In the desert, on the fringes of society, people can get a little…squirrely. The heat plays tricks on the mind. And on the outskirts of the Salton Sea, the situation is even more dire. The Salton Sea was supposed to be a resort town, and experienced some small success in that area, but due to the pollution of the water, increased salinity, and subsequent fish die-off, the whole area reeks of dead fish. The “sand” on the shoreline is ground up fish bones. Entire communities have been abandoned, and the problem is only set to become worse as the water continues to evaporate and more of the seabed is exposed to the air. Nearby, a campground called “Slab City” with no water, sewer, electricity, or garbage pickup is full of people who have been outcast or want nothing to do with the rest of society. Mounds of trash swept around every corner and cardboard signs with messages like “get the fuck out” and “this is what you’ve done to me” don’t encourage one to tarry overlong. And it’s here that Leonard Knight built Salvation Mountain.
Salvation Mountain as it stands today is actually the second one Knight built, the first one crumbling into rubble. Knight took this as an opportunity to rebuild with “more smarts”. More smarts, and more paint: before his passing, he estimated he’s used more than 100,000 gallons building and maintaining the mountain.
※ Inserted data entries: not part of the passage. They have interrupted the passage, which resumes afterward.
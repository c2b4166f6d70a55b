//! Schema-driven record encoding/decoding.
//!
//! Records travel as [`Node`] trees; the [`RecordSpec`] tables decide tag
//! order, wire types and which fields must be present.

use crate::codec::primitives::{Reader, Writer};
use crate::error::{DecodeError, EncodeError};
use crate::limits::{ABSENCE_MARKER, MAX_REPEATED, MAX_STRING_LEN};
use crate::model::Node;
use crate::schema::{FieldKind, FieldSpec, Label, RecordSpec};

// =============================================================================
// DECODING
// =============================================================================

/// Decodes one record from `reader` until it is exhausted.
///
/// The returned record lists declared fields in tag order. Repeated fields
/// are always present (possibly empty); an absent optional field is left
/// out.
pub fn decode_record(
    reader: &mut Reader<'_>,
    spec: &'static RecordSpec,
) -> Result<Node, DecodeError> {
    let mut slots: Vec<Option<Node>> = vec![None; spec.fields.len()];

    while !reader.is_empty() {
        let (tag, wire_type) = reader.read_key()?;
        let Some(pos) = spec.fields.iter().position(|f| f.tag == tag) else {
            reader.skip_field(tag, wire_type)?;
            continue;
        };
        let field = &spec.fields[pos];
        let expected = field.kind.wire_type();
        if wire_type != expected {
            return Err(DecodeError::WireTypeMismatch {
                record: spec.name,
                field: field.name,
                expected,
                found: wire_type,
            });
        }

        let value = decode_value(reader, field)?;
        match field.label {
            Label::Repeated => {
                let slot = slots[pos].get_or_insert_with(|| Node::List(Vec::new()));
                if let Node::List(items) = slot {
                    if items.len() >= MAX_REPEATED {
                        return Err(DecodeError::LengthExceedsLimit {
                            field: field.name,
                            len: items.len() + 1,
                            max: MAX_REPEATED,
                        });
                    }
                    items.push(value);
                }
            }
            // Last occurrence wins for singular fields.
            Label::Required | Label::Optional => slots[pos] = Some(value),
        }
    }

    let mut fields = Vec::with_capacity(spec.fields.len());
    for (field, slot) in spec.fields.iter().zip(slots) {
        match (slot, field.label) {
            (Some(value), _) => fields.push((field.name, value)),
            (None, Label::Repeated) => fields.push((field.name, Node::List(Vec::new()))),
            (None, Label::Optional) => {}
            (None, Label::Required) => {
                return Err(DecodeError::MissingRequiredField {
                    record: spec.name,
                    field: field.name,
                });
            }
        }
    }

    Ok(Node::Record {
        kind: spec.name,
        fields,
    })
}

fn decode_value(reader: &mut Reader<'_>, field: &FieldSpec) -> Result<Node, DecodeError> {
    match field.kind {
        FieldKind::UInt64 => Ok(Node::Integer(reader.read_varint(field.name)?)),
        FieldKind::String => Ok(Node::String(reader.read_string(MAX_STRING_LEN, field.name)?)),
        FieldKind::Record(nested) => {
            let bytes = reader.read_len_prefixed(usize::MAX, field.name)?;
            decode_record(&mut Reader::new(bytes), nested)
        }
    }
}

// =============================================================================
// ENCODING
// =============================================================================

/// Encodes a record node into `writer`, following `spec`'s tag order.
///
/// Fields are looked up by name, so the order of fields in the node does
/// not affect the output. A field the schema does not declare is an error
/// unless it is null or holds the absence marker `"0x"`.
pub fn encode_record(
    writer: &mut Writer,
    node: &Node,
    spec: &'static RecordSpec,
) -> Result<(), EncodeError> {
    let Node::Record { fields, .. } = node else {
        return Err(EncodeError::NotARecord {
            record: spec.name,
            found: node.kind_name(),
        });
    };

    for (name, value) in fields {
        if spec.field(name).is_none() && !is_absent(value) {
            return Err(EncodeError::UndeclaredField {
                record: spec.name,
                field: name.to_string(),
            });
        }
    }

    for field in spec.fields {
        let value = node.get(field.name).filter(|v| !matches!(v, Node::Null));
        match (field.label, value) {
            (Label::Required, None) => {
                return Err(EncodeError::MissingField {
                    record: spec.name,
                    field: field.name,
                });
            }
            (Label::Optional, None) | (Label::Repeated, None) => {}
            (Label::Repeated, Some(Node::List(items))) => {
                if items.len() > MAX_REPEATED {
                    return Err(EncodeError::LengthExceedsLimit {
                        field: field.name,
                        len: items.len(),
                        max: MAX_REPEATED,
                    });
                }
                for item in items {
                    encode_value(writer, spec, field, item)?;
                }
            }
            (Label::Repeated, Some(other)) => {
                return Err(EncodeError::WrongType {
                    record: spec.name,
                    field: field.name,
                    expected: "list",
                    found: other.kind_name(),
                });
            }
            (Label::Required | Label::Optional, Some(value)) => {
                encode_value(writer, spec, field, value)?;
            }
        }
    }

    Ok(())
}

fn encode_value(
    writer: &mut Writer,
    spec: &'static RecordSpec,
    field: &FieldSpec,
    value: &Node,
) -> Result<(), EncodeError> {
    match (field.kind, value) {
        (FieldKind::UInt64, Node::Integer(n)) => {
            writer.write_key(field.tag, field.kind.wire_type());
            writer.write_varint(*n);
        }
        (FieldKind::String, Node::String(s)) => {
            if s.len() > MAX_STRING_LEN {
                return Err(EncodeError::LengthExceedsLimit {
                    field: field.name,
                    len: s.len(),
                    max: MAX_STRING_LEN,
                });
            }
            writer.write_key(field.tag, field.kind.wire_type());
            writer.write_string(s);
        }
        (FieldKind::Record(nested), Node::Record { .. }) => {
            let mut inner = Writer::new();
            encode_record(&mut inner, value, nested)?;
            writer.write_key(field.tag, field.kind.wire_type());
            writer.write_bytes_prefixed(inner.as_bytes());
        }
        (kind, other) => {
            return Err(EncodeError::WrongType {
                record: spec.name,
                field: field.name,
                expected: kind.type_name(),
                found: other.kind_name(),
            });
        }
    }
    Ok(())
}

fn is_absent(value: &Node) -> bool {
    match value {
        Node::Null => true,
        Node::String(s) => s == ABSENCE_MARKER,
        _ => false,
    }
}
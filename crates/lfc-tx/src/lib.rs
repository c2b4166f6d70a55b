//! LFC-TX: the Leofcoin transaction record.
//!
//! This crate provides encoding, decoding, content addressing, path
//! resolution and validation for Leofcoin transactions (`LFCTx`).
//!
//! # Overview
//!
//! A transaction moves value from inputs (earlier outputs, each signed) to
//! outputs (amounts credited to addresses). It is:
//! - **Immutable**: built once, read through accessors
//! - **Content-addressed**: its CID is derived from its canonical bytes
//! - **Linkable**: paths resolve into the record and stop at links to others
//!
//! # Quick Start
//!
//! ```rust
//! use lfc_tx::{Input, Output, TransactionBuilder};
//! use lfc_tx::{compute_cid, decode_transaction, encode_transaction, resolve, validate};
//!
//! let hash = "0".repeat(64);
//! let tx = TransactionBuilder::new(hash.clone(), 1_600_000_000_000)
//!     .reward("minted")
//!     .input(Input::new(0, hash.clone(), 150, hash.clone(), "deadbeef"))
//!     .output(Output::new(0, 150, hash))
//!     .build();
//!
//! validate(&tx).unwrap();
//!
//! let bytes = encode_transaction(&tx).unwrap();
//! assert_eq!(decode_transaction(&bytes).unwrap(), tx);
//!
//! let cid = compute_cid(&bytes);
//! assert!(cid.to_string().starts_with('z'));
//!
//! let reward = resolve(&bytes, "reward").unwrap();
//! assert_eq!(reward.value.as_str(), Some("minted"));
//! ```
//!
//! # Modules
//!
//! - [`model`]: Value types (Transaction, Input, Output) and the dynamic Node view
//! - [`schema`]: Field tables for each schema version
//! - [`codec`]: Binary encoding/decoding
//! - [`mod@cid`]: Content identifiers
//! - [`resolver`]: Path resolution and tree enumeration
//! - [`mod@validate`]: Semantic validation
//! - [`error`]: Error types
//! - [`limits`]: Security limits for decoding
//!
//! # Wire Format
//!
//! Transactions are protocol-buffers compatible messages:
//! - Key: varint `(tag << 3) | wire_type`
//! - Integers: varint (wire type 0)
//! - Strings and nested records: length-delimited (wire type 2)
//!
//! Two schema versions exist. `V2` (the default) carries a required
//! `reward` and `script`; `V1` has an optional `reward` and no `script`.

pub mod cid;
pub mod codec;
pub mod error;
pub mod limits;
pub mod model;
pub mod resolver;
pub mod schema;
pub mod validate;

// Re-export commonly used types at crate root
pub use crate::cid::{CODEC, DEFAULT_HASH_ALG, HashAlgorithm, TxCid, compute_cid, compute_cid_with};
pub use codec::{decode_transaction, decode_transaction_with_schema, encode_fields, encode_transaction};
pub use error::{CidError, DecodeError, EncodeError, ErrorCode, ResolveError, ValidationError};
pub use model::{Input, Node, Output, Transaction, TransactionBuilder};
pub use resolver::{Paths, Resolution, resolve, resolve_node, resolve_with_schema, traverse, tree};
pub use schema::SchemaVersion;
pub use validate::{Candidate, is_valid, is_valid_with_schema, validate, validate_with_schema};

/// Crate version.
pub const VERSION: &str = env!("CARGO_PKG_VERSION");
In his wake, the mountain is maintained by others, lest the scorching desert sun and winds bleach and wipe the entire work away.
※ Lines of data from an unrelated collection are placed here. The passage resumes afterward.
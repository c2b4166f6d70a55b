//! Builder API for ergonomic Transaction construction.
//!
//! # Example
//!
//! ```rust
//! use lfc_tx::model::{Input, Output, TransactionBuilder};
//!
//! let hash = "0".repeat(64);
//! let tx = TransactionBuilder::new(hash.clone(), 1_600_000_000_000)
//!     .reward("minted")
//!     .input(Input::new(0, hash.clone(), 150, hash.clone(), hash.clone()))
//!     .output(Output::new(0, 150, hash))
//!     .build();
//!
//! assert_eq!(tx.script(), Some("0x"));
//! ```

use crate::model::{Input, Output, Transaction};
use crate::schema::SchemaVersion;

/// Builder for constructing a Transaction.
#[derive(Debug, Clone)]
pub struct TransactionBuilder {
    schema: SchemaVersion,
    id: String,
    time: u64,
    reward: Option<String>,
    script: Option<String>,
    inputs: Vec<Input>,
    outputs: Vec<Output>,
}

impl TransactionBuilder {
    /// Creates a new builder with the given id and timestamp.
    pub fn new(id: impl Into<String>, time: u64) -> Self {
        Self {
            schema: SchemaVersion::default(),
            id: id.into(),
            time,
            reward: None,
            script: None,
            inputs: Vec::new(),
            outputs: Vec::new(),
        }
    }

    /// Selects the schema version the transaction encodes with.
    pub fn schema(mut self, schema: SchemaVersion) -> Self {
        self.schema = schema;
        self
    }

    pub fn reward(mut self, reward: impl Into<String>) -> Self {
        self.reward = Some(reward.into());
        self
    }

    pub fn script(mut self, script: impl Into<String>) -> Self {
        self.script = Some(script.into());
        self
    }

    /// Appends an input.
    pub fn input(mut self, input: Input) -> Self {
        self.inputs.push(input);
        self
    }

    /// Appends several inputs at once.
    pub fn inputs(mut self, inputs: impl IntoIterator<Item = Input>) -> Self {
        self.inputs.extend(inputs);
        self
    }

    /// Appends an output.
    pub fn output(mut self, output: Output) -> Self {
        self.outputs.push(output);
        self
    }

    /// Appends several outputs at once.
    pub fn outputs(mut self, outputs: impl IntoIterator<Item = Output>) -> Self {
        self.outputs.extend(outputs);
        self
    }

    /// Builds the transaction, filling unset `reward`/`script` with the
    /// schema's defaults.
    pub fn build(self) -> Transaction {
        let schema = self.schema;
        let reward = self
            .reward
            .or_else(|| schema.default_for("reward").map(str::to_string));
        let script = self
            .script
            .or_else(|| schema.default_for("script").map(str::to_string));
        Transaction::from_parts(
            schema,
            self.id,
            self.time,
            reward,
            script,
            self.inputs,
            self.outputs,
        )
    }
}

#[cfg(test)]
mod tests {
    use super::*;

    #[test]
    fn test_builder_defaults_v2() {
        let tx = TransactionBuilder::new("id", 1).build();
        assert_eq!(tx.reward(), Some("0x"));
        assert_eq!(tx.script(), Some("0x"));
        assert!(tx.inputs().is_empty());
    }

    #[test]
    fn test_builder_no_defaults_v1() {
        let tx = TransactionBuilder::new("id", 1)
            .schema(SchemaVersion::V1)
            .build();
        assert_eq!(tx.reward(), None);
        assert_eq!(tx.script(), None);
    }

    #[test]
    fn test_builder_collections() {
        let tx = TransactionBuilder::new("id", 1)
            .inputs([Input::new(0, "a", 1, "b", "cc"), Input::new(1, "a", 2, "b", "dd")])
            .outputs([Output::new(0, 3, "c")])
            .output(Output::new(1, 0, "d"))
            .build();
        assert_eq!(tx.inputs().len(), 2);
        assert_eq!(tx.outputs().len(), 2);
        assert_eq!(tx.outputs()[1].address(), "d");
    }
}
Honestly, I found the whole place creepy. The entire area around the Salton Sea feels like a post-apocalyptic wasteland. I already knew I didn’t want to go digging around in what remained of people’s homes at Bombay Beach–I’m no urban explorer. I feel ghoulish going to estate sales, picking through the leftovers of someone’s life, and the prospect of playing modern archaeologist felt worse. Some people still do live in the area, so to tramp through taking photos marveling at the decay and how anyone could live there while vacationing from a good life seemed like grody behavior I didn’t want to engage in. I didn’t know what Slab City was before I drove through it, and after realizing it looked like the sort of place where people wouldn’t think twice about claiming your water, Dune style, I got out and didn’t feel a pressing need to return. And Salvation Mountain? Salvation Mountain feels like nothing so much as the site of a mass cult suicide. The trucks with flattened tires, emblazoned with the word REPENT in two foot tall letters atop what appear to be cages. Rusted out equipment with the word “Jesus” written over and over and over again on them. And even though the entirety is covered with colorful paint, inside and out, you never forget that you’re walking on and in someone’s art project that crumbled to rubble before, that underneath that bright facade, it all is mud and straw and sticks, and that the whole purpose of the thing might be to bring you into the arms of the lord all the sooner should a load-bearing branch be nudged just so or if you slip on the melting stairs of the yellow brick road. I suppose every time they get someone to pray that they don’t die on site is a small success in connecting that person to the lord, if only for a moment. As for me, I decided not to stick around for any sermons on the mount.